__What you should do__
Below are lines of data; restate word for word those running from the line containing "let seg = &out.segments[0];" to the line containing "assert_eq!(seg.clip_frames.play_frames, 90);", inclusive, and no others.

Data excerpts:
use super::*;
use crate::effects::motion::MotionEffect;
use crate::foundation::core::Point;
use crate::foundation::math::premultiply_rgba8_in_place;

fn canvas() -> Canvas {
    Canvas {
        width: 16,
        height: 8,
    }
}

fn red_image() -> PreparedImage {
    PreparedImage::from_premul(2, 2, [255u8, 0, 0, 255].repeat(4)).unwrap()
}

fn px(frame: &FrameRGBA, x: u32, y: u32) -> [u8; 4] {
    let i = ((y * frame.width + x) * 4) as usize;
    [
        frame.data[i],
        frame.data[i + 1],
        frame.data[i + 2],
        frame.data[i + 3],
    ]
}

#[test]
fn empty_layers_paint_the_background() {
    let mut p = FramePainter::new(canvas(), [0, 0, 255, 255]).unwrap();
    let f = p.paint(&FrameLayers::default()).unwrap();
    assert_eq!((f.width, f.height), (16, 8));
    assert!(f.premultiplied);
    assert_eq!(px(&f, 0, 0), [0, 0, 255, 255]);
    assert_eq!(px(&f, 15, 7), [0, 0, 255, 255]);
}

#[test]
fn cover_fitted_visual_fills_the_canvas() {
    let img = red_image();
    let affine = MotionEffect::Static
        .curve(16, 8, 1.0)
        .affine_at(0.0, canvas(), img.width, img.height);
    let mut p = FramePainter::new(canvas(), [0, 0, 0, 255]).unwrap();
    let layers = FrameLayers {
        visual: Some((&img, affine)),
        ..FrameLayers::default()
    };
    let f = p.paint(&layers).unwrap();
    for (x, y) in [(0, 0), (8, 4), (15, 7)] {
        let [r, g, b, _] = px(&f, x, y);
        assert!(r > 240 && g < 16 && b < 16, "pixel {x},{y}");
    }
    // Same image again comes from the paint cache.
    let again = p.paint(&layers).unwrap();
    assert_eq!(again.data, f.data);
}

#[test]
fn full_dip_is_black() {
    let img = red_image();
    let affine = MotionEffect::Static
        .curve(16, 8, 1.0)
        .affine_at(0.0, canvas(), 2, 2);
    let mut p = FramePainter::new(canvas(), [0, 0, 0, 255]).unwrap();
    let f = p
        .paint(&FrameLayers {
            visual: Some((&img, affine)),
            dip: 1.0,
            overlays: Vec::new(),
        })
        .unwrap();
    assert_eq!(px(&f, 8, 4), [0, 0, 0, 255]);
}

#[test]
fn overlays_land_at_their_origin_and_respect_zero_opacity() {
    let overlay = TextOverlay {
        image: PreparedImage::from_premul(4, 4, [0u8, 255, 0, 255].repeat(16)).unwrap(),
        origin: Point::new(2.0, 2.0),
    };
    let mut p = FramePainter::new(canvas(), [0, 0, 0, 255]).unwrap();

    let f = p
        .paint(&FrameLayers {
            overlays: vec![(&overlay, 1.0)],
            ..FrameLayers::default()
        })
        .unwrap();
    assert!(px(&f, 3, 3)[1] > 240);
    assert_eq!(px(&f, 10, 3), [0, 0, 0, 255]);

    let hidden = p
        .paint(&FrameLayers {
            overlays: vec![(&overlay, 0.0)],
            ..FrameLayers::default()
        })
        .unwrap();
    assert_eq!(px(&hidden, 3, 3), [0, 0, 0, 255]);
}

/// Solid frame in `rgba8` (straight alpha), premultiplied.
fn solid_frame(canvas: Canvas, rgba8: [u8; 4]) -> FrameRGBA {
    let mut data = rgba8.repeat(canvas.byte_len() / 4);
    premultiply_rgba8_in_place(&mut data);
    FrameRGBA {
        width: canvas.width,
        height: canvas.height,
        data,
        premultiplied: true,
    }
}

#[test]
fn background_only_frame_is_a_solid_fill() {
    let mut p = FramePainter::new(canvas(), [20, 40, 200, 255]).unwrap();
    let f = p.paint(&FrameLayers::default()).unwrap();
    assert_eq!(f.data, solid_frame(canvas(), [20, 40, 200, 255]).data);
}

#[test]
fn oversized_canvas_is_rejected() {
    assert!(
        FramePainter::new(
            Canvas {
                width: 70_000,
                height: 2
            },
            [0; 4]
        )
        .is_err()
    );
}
---
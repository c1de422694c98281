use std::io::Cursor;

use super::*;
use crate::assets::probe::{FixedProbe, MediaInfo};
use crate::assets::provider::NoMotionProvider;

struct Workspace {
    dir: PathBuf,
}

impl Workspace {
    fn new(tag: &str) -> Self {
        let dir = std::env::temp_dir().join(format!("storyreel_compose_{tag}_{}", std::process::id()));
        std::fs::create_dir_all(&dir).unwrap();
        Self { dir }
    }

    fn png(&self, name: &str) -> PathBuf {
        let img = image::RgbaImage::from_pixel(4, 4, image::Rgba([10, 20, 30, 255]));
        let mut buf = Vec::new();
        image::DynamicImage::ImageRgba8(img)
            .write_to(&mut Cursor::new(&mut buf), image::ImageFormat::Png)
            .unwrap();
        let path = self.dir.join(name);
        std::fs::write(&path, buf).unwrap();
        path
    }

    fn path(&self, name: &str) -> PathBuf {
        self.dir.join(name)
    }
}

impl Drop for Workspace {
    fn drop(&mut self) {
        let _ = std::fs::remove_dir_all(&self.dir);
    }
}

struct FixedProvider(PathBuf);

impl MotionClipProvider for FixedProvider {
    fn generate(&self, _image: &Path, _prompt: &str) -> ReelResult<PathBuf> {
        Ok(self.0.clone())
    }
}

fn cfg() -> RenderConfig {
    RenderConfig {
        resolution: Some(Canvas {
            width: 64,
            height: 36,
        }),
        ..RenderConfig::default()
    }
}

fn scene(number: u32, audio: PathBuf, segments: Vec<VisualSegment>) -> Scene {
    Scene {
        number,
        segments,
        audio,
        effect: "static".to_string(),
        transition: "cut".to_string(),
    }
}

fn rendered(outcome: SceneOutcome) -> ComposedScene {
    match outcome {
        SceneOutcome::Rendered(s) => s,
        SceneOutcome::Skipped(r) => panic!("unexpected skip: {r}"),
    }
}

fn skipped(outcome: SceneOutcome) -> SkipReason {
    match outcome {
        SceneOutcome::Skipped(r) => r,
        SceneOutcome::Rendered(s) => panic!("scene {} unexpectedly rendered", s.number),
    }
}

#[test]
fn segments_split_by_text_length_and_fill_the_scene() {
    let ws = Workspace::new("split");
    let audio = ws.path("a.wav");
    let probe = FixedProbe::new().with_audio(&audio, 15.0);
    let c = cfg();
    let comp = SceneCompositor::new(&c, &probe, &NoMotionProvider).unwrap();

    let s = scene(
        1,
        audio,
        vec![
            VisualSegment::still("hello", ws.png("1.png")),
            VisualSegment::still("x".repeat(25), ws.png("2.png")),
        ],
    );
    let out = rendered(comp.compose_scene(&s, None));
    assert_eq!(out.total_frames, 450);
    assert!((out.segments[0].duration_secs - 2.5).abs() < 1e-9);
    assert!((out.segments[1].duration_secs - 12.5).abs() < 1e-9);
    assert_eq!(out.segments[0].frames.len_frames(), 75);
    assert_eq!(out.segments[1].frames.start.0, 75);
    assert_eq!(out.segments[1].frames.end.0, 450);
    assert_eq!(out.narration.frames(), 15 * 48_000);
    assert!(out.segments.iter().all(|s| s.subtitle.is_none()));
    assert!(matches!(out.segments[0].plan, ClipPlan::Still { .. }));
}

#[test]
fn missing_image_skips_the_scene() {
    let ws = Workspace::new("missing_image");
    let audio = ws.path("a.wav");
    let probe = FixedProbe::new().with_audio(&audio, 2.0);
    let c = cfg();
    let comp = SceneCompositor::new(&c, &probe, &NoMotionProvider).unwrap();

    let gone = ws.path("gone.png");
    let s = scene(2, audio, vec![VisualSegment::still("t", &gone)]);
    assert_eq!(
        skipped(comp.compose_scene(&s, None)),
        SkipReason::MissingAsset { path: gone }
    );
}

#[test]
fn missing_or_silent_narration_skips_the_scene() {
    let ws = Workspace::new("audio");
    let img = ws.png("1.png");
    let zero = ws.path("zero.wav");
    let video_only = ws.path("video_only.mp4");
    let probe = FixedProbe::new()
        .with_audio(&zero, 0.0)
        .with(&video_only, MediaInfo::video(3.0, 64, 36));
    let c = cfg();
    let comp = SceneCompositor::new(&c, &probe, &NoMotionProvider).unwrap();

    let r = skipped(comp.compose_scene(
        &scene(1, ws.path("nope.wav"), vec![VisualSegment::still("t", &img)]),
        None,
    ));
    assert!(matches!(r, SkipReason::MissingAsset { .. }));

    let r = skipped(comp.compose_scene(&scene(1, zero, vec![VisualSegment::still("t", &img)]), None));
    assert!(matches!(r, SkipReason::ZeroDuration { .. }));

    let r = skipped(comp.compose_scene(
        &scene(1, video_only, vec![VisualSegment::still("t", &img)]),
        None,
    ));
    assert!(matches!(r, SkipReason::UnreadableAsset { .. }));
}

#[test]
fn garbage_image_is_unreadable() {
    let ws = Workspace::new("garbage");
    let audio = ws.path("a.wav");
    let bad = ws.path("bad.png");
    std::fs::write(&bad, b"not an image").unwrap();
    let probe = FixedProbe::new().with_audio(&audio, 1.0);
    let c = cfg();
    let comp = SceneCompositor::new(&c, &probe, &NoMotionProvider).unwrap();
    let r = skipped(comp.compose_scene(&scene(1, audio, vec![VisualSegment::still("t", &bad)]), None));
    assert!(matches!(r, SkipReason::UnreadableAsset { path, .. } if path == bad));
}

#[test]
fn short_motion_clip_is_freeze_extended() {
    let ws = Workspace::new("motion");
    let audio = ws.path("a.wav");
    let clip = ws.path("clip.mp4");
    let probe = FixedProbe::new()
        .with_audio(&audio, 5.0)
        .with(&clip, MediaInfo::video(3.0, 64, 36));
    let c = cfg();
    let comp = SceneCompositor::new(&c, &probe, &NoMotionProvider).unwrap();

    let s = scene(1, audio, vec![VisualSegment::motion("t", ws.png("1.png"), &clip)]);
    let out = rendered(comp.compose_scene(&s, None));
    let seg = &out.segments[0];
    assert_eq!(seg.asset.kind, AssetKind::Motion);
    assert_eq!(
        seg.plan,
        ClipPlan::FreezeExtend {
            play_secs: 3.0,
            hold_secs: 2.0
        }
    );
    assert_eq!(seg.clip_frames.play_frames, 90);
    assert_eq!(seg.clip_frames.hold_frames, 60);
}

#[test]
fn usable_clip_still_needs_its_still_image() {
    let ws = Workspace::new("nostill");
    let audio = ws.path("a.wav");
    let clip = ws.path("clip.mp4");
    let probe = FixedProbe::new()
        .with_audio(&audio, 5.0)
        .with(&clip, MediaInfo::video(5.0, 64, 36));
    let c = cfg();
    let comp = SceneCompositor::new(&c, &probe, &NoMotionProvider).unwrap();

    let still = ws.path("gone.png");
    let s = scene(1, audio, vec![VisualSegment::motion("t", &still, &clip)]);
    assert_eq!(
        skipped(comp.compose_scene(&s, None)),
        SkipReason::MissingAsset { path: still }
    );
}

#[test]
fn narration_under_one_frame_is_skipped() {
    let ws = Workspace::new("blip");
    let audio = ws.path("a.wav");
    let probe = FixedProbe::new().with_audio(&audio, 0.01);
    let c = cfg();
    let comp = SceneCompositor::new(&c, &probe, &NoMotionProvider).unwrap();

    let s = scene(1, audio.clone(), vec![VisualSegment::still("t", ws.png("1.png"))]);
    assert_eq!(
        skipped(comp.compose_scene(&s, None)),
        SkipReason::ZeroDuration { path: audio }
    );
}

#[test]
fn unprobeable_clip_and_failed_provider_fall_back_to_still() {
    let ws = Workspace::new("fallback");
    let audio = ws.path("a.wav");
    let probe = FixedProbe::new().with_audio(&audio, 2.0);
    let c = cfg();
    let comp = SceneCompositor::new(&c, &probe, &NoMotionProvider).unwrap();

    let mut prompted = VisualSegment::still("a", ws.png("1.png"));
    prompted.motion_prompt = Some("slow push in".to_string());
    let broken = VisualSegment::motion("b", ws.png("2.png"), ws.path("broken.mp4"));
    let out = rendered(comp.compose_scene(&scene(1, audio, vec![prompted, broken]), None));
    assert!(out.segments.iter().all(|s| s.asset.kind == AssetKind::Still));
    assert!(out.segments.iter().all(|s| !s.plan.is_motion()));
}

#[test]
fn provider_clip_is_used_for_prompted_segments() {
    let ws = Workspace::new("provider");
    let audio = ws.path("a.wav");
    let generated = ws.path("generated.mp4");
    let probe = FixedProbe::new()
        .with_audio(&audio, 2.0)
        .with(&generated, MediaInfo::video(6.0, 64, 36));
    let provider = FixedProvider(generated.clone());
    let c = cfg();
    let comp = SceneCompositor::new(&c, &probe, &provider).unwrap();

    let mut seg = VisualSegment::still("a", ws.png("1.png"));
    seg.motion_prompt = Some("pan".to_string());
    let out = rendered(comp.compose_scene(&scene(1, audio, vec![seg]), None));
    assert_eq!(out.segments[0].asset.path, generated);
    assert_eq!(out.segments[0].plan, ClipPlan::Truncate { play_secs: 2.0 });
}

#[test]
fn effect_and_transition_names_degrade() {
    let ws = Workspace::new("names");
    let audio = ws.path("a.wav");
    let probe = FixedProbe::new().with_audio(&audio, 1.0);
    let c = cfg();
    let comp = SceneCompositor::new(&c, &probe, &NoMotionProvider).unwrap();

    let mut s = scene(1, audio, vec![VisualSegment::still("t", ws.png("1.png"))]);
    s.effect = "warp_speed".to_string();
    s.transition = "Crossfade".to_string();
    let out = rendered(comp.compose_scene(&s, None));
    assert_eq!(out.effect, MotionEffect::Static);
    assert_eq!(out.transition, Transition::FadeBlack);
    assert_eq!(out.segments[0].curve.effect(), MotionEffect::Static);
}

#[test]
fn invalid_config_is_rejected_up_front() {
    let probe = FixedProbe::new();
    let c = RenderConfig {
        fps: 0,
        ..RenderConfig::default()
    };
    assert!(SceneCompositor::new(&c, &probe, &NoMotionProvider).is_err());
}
---
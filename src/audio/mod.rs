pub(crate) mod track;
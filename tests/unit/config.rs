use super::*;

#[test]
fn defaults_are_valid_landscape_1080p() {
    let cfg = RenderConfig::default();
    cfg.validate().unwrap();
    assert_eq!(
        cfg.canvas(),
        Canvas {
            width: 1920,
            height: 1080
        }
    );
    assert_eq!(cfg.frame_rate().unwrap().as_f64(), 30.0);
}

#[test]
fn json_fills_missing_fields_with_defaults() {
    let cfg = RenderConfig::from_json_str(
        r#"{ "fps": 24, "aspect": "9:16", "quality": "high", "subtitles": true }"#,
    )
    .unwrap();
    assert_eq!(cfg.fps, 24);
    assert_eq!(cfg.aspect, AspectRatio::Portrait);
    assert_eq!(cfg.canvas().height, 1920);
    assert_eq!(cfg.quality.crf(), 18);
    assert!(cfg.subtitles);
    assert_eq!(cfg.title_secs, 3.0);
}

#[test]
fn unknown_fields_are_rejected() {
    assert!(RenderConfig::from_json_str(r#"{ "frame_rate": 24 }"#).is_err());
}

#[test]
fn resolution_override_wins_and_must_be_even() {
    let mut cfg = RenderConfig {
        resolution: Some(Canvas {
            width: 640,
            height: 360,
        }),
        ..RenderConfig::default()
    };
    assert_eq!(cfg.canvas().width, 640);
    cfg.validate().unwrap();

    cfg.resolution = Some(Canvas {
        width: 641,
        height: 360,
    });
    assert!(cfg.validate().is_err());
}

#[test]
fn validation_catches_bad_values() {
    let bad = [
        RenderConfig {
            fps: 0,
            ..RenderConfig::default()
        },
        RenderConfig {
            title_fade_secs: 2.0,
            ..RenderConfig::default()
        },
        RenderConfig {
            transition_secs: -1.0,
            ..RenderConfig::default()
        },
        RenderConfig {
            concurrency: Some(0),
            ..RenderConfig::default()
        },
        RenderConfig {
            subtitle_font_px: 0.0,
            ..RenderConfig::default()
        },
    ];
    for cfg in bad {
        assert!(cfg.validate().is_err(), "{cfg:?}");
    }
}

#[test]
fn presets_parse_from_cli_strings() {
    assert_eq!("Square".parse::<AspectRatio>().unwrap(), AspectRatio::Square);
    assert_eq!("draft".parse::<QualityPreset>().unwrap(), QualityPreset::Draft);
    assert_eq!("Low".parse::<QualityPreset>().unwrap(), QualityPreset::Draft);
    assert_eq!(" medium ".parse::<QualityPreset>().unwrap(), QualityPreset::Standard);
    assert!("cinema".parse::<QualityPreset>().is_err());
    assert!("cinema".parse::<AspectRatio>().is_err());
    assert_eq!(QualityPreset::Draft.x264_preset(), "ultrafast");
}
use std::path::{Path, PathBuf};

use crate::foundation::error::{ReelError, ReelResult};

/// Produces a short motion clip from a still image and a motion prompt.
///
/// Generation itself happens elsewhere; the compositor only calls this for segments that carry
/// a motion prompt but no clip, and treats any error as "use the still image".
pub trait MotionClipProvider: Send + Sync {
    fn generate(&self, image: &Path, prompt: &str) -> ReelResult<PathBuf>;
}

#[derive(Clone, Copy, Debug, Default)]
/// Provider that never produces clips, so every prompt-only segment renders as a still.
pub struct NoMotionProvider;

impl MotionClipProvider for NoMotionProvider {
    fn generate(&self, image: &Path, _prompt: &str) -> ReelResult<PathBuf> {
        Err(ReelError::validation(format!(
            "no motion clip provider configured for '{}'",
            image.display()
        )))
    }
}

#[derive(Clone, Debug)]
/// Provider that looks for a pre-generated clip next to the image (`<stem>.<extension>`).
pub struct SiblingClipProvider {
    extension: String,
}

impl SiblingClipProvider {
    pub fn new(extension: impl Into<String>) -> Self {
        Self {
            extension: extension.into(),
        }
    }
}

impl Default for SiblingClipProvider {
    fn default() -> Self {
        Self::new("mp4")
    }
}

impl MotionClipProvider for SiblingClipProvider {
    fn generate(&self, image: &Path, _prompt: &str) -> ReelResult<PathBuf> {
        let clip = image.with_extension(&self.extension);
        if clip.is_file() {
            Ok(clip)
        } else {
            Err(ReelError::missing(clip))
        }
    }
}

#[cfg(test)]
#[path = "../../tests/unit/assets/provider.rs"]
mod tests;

__Task response__
    let seg = &out.segments[0];
    assert_eq!(seg.asset.kind, AssetKind::Motion);
    assert_eq!(
        seg.plan,
        ClipPlan::FreezeExtend {
            play_secs: 3.0,
            hold_secs: 2.0
        }
    );
    assert_eq!(seg.clip_frames.play_frames, 90);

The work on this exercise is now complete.